* [WORK TO BE COMPLETED]: Search term "CallerFallback": please copy every line of the records below that contains it.

* [PROVIDED DATA]:
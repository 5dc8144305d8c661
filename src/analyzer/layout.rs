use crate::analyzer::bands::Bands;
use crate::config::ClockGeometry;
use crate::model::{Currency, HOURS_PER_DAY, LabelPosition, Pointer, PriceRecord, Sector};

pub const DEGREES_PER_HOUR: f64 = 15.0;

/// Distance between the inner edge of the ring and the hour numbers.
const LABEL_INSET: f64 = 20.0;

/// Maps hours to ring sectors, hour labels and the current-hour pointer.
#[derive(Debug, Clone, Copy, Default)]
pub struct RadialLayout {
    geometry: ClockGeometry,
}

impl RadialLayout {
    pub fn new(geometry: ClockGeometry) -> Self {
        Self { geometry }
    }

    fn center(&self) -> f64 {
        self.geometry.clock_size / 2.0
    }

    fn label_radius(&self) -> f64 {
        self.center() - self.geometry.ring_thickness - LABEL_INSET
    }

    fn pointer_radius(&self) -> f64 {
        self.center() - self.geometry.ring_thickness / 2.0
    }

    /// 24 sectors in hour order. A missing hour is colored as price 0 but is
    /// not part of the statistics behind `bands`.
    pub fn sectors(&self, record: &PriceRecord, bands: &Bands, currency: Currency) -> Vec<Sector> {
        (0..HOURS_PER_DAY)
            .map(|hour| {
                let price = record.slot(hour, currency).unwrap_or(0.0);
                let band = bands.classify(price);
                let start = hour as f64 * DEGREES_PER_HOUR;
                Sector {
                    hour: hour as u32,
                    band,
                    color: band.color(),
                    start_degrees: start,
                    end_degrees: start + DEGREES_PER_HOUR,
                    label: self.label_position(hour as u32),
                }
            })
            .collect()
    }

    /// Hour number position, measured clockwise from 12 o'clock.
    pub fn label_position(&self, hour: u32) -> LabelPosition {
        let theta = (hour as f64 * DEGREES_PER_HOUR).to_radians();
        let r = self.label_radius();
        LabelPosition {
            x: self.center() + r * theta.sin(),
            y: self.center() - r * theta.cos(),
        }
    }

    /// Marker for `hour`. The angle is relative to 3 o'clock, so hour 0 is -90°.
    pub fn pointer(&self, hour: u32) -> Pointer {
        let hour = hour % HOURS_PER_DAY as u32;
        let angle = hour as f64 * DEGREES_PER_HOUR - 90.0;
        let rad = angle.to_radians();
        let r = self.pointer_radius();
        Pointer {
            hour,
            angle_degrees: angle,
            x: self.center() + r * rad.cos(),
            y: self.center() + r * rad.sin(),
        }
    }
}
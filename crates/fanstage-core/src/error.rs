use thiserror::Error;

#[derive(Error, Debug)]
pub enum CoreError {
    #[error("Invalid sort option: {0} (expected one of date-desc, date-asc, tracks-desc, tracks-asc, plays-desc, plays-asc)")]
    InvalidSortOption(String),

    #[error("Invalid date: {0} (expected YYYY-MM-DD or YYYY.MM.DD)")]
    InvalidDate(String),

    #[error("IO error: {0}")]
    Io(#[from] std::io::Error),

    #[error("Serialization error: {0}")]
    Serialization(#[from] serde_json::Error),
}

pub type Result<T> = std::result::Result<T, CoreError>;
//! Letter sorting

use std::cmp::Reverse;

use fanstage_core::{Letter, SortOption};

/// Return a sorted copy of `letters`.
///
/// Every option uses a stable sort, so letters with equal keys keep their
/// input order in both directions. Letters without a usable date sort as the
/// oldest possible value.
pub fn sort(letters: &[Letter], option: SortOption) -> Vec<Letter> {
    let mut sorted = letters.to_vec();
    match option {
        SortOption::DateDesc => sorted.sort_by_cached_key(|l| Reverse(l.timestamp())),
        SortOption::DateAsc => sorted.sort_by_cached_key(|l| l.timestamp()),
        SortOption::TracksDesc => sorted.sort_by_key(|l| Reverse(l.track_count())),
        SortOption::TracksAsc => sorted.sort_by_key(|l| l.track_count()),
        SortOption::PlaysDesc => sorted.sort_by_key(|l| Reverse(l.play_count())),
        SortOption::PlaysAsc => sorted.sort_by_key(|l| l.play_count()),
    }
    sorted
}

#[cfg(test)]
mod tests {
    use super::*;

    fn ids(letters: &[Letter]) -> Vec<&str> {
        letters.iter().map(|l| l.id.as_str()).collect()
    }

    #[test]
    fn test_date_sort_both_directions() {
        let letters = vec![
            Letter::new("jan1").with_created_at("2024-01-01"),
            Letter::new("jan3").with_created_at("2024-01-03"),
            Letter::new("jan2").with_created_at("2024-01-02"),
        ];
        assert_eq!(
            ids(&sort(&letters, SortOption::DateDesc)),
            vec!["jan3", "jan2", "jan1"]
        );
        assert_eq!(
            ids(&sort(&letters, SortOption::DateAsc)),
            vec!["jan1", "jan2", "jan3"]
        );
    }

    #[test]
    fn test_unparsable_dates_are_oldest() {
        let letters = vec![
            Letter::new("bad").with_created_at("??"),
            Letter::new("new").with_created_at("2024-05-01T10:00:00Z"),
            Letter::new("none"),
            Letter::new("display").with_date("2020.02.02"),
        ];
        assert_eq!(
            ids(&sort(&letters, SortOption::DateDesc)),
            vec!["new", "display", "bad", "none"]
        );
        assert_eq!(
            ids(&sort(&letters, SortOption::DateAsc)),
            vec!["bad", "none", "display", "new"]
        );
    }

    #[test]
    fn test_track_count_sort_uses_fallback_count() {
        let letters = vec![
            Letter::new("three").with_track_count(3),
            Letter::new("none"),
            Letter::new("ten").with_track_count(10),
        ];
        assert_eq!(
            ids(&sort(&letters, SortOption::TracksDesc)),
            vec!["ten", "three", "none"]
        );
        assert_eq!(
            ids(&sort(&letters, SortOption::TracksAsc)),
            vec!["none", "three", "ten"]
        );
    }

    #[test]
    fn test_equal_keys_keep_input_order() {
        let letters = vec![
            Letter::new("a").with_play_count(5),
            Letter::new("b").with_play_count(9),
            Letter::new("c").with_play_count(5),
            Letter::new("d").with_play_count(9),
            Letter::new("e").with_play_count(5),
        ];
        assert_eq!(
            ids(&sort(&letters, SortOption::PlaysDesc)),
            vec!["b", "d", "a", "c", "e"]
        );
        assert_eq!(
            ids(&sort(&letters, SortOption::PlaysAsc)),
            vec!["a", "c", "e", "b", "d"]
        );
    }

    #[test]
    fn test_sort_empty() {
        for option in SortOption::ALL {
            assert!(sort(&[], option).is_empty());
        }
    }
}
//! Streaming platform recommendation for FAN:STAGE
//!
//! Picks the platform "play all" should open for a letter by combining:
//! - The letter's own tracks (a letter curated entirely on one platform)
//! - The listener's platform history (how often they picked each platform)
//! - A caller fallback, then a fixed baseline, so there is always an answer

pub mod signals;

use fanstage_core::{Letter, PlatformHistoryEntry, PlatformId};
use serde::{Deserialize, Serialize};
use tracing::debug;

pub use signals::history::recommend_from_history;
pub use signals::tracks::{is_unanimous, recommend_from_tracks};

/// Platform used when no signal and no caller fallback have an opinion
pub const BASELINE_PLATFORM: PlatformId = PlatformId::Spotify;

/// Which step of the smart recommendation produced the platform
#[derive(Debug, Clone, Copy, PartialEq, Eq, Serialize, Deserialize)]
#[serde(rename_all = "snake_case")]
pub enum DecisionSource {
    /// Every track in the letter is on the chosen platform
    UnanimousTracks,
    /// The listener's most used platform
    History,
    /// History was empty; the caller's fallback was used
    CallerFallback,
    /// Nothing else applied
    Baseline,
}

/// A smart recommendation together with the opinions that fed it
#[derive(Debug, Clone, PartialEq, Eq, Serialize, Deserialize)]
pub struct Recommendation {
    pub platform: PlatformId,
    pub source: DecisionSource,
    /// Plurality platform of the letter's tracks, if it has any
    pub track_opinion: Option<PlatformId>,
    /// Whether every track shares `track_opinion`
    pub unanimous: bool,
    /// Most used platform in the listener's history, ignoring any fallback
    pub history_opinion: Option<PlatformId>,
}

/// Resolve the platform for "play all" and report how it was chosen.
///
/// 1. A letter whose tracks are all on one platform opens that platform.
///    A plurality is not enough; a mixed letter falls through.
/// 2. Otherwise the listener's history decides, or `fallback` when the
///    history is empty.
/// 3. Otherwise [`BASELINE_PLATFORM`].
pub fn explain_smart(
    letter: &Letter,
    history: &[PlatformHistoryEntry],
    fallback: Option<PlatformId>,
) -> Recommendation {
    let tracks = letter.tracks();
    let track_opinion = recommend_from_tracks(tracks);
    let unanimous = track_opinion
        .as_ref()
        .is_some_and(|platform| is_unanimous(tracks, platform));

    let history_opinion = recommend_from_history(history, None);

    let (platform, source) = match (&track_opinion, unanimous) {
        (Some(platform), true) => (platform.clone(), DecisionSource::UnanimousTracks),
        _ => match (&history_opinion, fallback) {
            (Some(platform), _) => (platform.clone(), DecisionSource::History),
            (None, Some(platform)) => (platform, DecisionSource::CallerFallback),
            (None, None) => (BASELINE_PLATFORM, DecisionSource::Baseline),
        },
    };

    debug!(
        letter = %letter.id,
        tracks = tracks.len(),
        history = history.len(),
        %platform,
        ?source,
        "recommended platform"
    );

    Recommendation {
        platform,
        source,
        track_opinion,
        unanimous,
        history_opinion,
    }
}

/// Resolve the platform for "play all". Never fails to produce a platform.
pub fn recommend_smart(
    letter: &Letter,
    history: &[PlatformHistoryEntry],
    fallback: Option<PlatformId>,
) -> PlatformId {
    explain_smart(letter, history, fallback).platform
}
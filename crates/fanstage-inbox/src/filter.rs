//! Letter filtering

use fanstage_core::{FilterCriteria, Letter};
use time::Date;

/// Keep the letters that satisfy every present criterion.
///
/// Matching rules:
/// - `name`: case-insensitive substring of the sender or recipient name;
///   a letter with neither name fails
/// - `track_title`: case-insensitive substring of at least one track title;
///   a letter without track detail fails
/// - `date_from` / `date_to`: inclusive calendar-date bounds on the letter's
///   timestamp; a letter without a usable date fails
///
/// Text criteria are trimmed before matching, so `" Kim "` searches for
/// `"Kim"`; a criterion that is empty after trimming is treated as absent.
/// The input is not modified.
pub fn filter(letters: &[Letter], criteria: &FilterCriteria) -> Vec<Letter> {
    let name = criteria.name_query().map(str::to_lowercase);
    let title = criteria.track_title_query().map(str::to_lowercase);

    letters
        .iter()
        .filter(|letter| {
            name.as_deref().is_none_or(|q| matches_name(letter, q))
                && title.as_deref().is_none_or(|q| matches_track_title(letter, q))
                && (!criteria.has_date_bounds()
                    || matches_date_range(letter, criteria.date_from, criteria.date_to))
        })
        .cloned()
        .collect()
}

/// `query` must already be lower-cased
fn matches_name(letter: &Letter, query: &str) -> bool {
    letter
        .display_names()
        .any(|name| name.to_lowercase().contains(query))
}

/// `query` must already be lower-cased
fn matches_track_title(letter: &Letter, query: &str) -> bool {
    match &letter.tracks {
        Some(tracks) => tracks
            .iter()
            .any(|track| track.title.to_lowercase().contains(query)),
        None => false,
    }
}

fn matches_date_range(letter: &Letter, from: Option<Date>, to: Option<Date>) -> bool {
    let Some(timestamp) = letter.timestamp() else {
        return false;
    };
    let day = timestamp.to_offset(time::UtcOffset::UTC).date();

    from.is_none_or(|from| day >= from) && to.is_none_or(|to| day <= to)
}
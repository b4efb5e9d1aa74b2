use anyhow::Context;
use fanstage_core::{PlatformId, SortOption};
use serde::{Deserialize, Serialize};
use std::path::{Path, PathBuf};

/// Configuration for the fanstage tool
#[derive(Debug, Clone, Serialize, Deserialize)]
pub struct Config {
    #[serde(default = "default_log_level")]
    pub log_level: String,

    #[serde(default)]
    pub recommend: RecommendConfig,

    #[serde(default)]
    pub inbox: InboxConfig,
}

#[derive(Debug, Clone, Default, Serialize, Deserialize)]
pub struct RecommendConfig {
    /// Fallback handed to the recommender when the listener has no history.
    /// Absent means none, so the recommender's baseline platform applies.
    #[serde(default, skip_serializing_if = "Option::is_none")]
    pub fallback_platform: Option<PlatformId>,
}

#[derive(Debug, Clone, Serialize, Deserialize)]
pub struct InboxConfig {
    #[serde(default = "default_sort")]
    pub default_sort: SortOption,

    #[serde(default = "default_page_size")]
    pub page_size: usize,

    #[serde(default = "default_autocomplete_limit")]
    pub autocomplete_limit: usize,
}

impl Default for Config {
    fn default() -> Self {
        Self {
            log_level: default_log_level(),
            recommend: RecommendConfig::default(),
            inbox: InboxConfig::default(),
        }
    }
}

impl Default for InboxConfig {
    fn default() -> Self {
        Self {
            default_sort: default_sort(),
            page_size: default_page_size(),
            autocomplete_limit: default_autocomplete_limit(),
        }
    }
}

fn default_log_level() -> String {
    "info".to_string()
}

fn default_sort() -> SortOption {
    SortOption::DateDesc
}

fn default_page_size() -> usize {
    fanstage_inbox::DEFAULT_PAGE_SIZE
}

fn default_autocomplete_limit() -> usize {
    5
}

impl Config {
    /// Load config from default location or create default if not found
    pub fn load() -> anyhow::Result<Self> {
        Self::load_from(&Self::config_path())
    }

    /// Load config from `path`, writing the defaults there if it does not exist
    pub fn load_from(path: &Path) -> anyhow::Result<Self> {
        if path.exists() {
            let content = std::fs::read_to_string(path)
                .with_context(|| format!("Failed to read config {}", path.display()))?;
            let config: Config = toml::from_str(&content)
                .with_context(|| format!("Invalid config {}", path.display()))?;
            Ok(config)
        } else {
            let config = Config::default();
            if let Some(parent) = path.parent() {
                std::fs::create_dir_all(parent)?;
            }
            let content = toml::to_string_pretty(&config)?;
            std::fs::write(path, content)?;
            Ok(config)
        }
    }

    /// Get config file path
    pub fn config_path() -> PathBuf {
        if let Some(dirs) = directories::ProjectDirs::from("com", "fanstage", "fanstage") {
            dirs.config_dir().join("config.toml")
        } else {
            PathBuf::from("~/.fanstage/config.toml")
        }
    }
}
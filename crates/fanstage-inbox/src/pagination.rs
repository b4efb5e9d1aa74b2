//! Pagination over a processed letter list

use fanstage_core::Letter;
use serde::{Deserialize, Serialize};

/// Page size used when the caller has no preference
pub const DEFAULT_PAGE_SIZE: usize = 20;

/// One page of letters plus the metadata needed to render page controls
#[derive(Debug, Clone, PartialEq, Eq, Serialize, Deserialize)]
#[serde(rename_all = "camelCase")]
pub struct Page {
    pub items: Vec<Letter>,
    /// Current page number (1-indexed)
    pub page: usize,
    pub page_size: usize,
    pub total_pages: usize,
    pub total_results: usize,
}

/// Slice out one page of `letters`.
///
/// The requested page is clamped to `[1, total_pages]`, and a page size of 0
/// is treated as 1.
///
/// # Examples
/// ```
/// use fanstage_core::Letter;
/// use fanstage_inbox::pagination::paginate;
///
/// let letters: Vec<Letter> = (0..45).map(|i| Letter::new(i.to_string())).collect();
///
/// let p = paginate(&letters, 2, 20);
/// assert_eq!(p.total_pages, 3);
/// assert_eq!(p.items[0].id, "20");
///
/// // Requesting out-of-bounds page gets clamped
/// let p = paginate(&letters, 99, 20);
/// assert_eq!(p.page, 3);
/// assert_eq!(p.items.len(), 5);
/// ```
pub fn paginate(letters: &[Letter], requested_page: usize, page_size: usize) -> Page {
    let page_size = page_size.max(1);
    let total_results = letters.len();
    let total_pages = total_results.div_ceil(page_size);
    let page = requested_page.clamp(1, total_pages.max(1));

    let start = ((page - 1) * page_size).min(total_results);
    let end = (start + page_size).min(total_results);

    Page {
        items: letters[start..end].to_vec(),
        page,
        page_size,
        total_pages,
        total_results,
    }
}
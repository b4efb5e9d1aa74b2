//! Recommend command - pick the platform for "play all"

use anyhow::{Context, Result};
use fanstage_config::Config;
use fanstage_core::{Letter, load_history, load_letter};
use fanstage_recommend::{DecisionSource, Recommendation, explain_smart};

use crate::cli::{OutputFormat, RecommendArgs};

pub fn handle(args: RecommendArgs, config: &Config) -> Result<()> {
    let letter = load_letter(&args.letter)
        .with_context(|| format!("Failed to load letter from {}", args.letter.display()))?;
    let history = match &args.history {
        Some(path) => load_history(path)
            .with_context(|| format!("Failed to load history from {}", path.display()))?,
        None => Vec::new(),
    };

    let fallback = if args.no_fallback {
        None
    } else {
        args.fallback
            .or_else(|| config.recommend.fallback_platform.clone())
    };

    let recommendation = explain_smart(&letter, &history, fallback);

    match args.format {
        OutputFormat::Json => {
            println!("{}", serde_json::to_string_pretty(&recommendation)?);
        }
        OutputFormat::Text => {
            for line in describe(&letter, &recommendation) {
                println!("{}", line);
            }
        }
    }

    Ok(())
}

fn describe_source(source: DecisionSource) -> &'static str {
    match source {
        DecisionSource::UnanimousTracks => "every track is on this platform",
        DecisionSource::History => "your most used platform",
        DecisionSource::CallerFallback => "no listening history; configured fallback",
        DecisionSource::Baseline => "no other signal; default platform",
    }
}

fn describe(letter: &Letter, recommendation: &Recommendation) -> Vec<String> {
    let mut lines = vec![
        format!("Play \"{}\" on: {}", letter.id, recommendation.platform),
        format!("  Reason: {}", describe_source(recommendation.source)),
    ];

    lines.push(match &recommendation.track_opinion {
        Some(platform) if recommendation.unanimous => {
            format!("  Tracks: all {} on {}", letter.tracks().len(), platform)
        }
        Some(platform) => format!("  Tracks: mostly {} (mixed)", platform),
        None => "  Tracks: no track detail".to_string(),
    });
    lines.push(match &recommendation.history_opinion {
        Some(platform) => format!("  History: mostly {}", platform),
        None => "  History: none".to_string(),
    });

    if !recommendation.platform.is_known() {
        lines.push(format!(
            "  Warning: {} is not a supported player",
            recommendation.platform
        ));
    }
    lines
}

* [ANSWER SPACE]:
    CallerFallback,
            (None, Some(platform)) => (platform, DecisionSource::CallerFallback),
        DecisionSource::CallerFallback => "no listening history; configured fallback",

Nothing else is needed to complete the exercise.